### [WHAT THE EXERCISE ASKS]
Repeat nothing but the lines below running from the one containing "declares as valid" to the one containing "pub struct BuildConfig". Keep both end lines.

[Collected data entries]
^^^^^^^^
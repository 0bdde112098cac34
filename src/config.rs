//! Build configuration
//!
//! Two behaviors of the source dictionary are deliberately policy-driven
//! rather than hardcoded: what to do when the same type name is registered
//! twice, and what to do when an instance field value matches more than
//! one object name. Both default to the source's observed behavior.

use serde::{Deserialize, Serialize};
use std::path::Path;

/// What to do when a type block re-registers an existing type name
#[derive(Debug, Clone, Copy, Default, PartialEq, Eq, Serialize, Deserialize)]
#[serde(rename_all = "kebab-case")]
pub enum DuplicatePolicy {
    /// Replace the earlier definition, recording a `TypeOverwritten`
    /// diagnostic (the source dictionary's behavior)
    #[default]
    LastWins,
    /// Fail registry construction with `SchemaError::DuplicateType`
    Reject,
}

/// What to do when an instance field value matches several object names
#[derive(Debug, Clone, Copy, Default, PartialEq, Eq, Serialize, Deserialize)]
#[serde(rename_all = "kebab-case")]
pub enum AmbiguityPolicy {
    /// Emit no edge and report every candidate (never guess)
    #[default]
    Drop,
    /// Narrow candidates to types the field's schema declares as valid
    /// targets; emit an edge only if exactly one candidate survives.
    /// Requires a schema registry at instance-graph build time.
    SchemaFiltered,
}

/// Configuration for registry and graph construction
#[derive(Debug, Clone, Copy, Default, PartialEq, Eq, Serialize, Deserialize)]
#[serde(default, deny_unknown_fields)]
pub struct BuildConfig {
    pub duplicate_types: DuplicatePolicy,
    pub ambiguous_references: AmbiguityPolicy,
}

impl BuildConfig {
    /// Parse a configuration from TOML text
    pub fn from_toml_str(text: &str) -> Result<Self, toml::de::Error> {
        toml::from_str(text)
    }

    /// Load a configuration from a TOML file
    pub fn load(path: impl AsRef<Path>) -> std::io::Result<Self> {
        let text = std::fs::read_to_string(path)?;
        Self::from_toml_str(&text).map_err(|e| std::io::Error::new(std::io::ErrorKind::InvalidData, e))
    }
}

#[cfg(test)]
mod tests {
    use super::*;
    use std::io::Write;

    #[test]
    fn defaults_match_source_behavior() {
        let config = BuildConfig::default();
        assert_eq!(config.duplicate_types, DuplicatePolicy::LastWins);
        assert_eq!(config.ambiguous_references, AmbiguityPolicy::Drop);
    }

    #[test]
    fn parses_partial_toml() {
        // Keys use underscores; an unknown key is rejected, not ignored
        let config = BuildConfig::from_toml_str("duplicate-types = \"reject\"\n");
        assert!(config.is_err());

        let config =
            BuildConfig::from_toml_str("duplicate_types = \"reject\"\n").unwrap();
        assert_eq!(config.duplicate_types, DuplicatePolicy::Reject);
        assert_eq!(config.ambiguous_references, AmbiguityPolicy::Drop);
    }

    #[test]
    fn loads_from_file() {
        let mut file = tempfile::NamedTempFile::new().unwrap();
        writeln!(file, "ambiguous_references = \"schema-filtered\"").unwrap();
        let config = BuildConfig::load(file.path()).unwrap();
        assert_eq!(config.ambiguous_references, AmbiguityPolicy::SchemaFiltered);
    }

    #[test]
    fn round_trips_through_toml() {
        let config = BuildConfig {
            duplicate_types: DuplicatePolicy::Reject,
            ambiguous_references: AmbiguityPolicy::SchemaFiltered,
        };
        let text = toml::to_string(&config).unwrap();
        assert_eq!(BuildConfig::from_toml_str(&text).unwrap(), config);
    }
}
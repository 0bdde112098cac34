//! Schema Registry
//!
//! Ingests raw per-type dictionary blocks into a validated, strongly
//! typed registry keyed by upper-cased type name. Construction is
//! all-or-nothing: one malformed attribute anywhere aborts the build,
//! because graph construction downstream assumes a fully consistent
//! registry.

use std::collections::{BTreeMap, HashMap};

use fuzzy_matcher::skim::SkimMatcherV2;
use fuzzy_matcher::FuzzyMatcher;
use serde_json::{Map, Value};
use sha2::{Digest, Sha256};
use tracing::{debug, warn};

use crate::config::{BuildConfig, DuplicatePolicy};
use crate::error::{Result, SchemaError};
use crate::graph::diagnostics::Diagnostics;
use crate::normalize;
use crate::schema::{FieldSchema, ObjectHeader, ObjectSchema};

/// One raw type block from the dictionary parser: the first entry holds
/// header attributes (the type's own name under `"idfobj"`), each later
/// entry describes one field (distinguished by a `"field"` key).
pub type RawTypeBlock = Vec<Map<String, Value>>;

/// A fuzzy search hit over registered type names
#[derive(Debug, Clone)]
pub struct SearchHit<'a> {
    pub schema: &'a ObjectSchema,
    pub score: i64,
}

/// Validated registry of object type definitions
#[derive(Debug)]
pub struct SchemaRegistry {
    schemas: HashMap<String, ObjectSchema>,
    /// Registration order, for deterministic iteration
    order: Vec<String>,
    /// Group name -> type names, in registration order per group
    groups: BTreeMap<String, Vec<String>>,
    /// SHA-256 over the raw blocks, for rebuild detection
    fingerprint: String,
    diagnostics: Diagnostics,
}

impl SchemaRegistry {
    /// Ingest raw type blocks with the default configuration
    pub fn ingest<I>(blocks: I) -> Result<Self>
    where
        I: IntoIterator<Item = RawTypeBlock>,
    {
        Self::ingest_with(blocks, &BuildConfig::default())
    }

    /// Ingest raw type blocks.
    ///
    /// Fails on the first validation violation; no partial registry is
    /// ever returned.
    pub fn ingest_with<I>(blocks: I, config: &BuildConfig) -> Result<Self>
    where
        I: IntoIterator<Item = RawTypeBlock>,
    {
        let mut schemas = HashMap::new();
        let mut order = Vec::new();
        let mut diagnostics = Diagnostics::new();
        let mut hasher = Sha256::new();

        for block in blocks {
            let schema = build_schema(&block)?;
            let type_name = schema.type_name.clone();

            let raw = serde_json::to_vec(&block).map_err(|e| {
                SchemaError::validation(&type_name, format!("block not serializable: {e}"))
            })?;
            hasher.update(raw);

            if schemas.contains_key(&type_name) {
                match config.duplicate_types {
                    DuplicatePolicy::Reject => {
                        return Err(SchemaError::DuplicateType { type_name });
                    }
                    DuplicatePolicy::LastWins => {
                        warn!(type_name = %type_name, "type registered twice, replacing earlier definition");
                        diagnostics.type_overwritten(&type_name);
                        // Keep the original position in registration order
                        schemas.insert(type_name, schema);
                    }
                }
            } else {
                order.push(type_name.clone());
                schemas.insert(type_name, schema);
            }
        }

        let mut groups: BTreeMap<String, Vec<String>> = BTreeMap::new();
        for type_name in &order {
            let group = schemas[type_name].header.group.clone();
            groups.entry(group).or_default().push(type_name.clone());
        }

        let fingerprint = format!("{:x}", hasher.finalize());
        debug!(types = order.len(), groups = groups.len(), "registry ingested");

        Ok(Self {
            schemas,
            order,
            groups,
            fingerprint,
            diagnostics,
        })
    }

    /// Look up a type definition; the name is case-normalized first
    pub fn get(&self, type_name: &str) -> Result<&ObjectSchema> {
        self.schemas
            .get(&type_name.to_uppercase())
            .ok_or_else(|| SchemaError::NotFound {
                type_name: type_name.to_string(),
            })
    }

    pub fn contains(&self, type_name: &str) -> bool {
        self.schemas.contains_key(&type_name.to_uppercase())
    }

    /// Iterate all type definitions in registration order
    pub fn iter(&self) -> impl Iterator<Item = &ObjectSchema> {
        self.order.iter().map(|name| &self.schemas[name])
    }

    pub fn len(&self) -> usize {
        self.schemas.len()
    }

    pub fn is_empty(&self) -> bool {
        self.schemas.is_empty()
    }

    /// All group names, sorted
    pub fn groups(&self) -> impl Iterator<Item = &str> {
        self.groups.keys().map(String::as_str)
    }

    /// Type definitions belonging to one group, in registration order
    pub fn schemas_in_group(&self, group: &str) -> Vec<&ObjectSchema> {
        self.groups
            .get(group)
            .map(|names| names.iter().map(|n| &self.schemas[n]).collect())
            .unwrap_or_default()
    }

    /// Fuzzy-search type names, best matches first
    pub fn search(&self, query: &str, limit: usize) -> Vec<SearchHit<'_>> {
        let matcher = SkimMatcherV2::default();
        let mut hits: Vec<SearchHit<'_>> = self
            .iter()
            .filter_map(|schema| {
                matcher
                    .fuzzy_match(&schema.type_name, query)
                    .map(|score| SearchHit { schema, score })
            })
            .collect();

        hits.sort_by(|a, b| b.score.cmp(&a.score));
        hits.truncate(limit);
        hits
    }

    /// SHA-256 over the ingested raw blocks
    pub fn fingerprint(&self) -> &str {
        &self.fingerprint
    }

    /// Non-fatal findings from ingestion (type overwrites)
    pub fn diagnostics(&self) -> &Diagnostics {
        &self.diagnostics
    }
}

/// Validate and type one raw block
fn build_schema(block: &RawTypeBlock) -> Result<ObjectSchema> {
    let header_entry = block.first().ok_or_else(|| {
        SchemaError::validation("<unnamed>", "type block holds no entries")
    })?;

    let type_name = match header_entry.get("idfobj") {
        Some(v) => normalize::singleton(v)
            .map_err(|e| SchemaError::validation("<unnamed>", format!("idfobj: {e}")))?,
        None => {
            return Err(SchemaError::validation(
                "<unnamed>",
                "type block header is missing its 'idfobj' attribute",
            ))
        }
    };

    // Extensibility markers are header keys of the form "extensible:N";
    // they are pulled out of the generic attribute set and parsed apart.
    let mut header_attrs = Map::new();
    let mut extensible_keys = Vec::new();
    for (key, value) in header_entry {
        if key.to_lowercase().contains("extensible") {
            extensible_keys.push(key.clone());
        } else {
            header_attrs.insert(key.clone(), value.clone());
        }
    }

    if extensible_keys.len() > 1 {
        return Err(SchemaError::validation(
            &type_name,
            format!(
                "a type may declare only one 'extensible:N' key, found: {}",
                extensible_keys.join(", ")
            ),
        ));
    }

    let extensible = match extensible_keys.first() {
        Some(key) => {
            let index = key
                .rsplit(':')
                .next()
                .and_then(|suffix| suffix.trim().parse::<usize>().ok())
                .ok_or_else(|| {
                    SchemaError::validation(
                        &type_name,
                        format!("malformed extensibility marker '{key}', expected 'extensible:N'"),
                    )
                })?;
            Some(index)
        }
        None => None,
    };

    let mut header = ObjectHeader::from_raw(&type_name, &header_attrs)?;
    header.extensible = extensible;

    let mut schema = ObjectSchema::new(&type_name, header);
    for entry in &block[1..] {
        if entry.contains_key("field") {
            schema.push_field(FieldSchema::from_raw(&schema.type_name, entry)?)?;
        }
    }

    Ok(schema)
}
^^^^^^^^
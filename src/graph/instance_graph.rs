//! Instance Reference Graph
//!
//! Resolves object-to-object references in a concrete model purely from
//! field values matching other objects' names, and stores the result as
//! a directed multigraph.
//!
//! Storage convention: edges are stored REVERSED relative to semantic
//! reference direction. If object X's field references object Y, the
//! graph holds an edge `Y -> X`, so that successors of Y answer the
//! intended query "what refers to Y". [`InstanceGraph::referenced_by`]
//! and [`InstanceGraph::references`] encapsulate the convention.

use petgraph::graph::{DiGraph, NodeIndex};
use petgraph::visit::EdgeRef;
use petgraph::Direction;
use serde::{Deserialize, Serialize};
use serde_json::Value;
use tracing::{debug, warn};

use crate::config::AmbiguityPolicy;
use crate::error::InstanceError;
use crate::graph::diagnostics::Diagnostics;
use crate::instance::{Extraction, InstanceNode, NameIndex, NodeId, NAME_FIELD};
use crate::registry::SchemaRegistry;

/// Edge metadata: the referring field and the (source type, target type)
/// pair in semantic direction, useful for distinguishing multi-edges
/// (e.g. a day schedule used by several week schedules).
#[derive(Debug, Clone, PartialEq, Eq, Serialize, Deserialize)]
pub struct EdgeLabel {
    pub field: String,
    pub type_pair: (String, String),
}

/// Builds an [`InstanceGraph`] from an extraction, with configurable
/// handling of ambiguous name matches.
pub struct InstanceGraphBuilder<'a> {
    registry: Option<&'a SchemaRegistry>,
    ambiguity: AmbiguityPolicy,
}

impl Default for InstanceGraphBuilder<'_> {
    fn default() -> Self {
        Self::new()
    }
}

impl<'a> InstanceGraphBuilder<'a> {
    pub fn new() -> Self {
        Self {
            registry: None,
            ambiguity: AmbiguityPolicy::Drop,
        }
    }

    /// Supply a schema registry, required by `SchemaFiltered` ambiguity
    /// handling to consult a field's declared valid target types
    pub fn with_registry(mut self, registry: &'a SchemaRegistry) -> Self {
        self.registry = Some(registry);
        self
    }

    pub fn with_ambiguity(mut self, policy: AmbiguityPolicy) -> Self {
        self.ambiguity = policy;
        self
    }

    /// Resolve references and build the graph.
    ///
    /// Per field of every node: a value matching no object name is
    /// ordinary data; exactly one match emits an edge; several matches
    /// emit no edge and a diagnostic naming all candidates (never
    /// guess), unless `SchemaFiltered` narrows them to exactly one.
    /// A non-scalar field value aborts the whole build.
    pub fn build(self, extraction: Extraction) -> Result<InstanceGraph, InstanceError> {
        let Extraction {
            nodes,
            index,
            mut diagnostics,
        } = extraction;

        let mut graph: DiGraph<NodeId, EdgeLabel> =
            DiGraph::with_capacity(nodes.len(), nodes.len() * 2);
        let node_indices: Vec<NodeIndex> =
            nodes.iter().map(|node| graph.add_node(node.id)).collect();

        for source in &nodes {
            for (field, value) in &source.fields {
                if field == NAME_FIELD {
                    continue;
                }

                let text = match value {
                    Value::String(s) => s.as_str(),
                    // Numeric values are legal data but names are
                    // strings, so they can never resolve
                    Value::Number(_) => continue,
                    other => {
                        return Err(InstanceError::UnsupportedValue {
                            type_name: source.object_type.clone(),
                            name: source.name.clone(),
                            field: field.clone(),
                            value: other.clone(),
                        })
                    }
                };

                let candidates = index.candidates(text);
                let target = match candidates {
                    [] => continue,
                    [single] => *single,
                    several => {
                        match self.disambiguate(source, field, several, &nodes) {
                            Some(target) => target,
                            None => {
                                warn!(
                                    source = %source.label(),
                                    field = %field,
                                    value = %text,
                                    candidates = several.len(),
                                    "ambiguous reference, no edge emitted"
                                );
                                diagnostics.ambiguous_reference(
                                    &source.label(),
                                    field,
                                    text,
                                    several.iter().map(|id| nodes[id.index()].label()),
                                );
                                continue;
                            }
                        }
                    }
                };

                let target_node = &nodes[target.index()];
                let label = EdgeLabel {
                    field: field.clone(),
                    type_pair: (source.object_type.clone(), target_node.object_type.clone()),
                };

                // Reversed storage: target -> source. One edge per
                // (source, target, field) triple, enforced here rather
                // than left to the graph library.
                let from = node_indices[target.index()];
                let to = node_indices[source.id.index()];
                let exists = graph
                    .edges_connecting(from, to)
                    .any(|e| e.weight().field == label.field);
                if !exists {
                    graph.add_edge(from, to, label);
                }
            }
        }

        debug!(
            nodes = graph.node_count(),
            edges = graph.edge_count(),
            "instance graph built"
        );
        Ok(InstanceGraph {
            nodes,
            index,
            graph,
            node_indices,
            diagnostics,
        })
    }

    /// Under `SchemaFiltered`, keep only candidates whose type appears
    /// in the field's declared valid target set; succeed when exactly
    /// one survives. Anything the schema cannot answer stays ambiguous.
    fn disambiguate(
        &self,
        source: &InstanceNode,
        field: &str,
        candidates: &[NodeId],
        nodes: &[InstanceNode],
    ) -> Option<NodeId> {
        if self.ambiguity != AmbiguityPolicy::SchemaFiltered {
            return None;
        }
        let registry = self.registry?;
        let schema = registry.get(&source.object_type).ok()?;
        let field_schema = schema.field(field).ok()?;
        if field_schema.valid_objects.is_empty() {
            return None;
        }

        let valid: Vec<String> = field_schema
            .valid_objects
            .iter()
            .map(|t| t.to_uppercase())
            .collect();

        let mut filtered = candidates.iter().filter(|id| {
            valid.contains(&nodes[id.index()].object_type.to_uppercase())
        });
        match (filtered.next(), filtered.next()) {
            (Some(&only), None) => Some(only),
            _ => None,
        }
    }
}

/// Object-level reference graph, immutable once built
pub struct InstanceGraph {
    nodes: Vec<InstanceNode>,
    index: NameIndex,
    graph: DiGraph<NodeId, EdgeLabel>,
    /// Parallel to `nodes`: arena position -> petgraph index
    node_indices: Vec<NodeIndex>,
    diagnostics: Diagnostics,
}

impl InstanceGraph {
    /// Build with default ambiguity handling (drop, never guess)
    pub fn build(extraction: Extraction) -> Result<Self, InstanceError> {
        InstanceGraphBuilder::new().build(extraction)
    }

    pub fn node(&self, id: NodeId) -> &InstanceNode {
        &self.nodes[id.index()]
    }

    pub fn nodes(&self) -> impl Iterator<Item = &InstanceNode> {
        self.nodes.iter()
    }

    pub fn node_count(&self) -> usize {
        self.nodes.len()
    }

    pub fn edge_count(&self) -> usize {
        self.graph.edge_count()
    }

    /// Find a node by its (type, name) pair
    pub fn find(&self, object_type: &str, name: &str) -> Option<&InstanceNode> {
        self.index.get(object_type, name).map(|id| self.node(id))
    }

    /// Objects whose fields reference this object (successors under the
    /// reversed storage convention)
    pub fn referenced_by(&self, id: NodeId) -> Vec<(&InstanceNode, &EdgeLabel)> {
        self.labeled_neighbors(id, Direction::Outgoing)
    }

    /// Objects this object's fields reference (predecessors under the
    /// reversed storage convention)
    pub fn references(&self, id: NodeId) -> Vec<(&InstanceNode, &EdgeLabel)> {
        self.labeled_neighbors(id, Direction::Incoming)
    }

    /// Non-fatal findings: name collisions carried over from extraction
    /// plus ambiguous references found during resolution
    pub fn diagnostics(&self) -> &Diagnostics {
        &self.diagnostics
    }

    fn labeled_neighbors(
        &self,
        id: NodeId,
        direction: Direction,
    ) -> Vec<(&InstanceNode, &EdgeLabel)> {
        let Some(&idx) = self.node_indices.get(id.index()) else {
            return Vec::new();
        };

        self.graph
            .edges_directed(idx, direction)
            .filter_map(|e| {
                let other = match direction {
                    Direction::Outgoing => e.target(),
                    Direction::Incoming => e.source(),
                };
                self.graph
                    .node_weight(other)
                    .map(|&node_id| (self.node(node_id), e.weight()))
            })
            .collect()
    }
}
^^^^^^^^
### [TASK SOLUTION]
    /// Narrow candidates to types the field's schema declares as valid
    /// targets; emit an edge only if exactly one candidate survives.
    /// Requires a schema registry at instance-graph build time.
    SchemaFiltered,
}

/// Configuration for registry and graph construction
#[derive(Debug, Clone, Copy, Default, PartialEq, Eq, Serialize, Deserialize)]
#[serde(default, deny_unknown_fields)]
pub struct BuildConfig {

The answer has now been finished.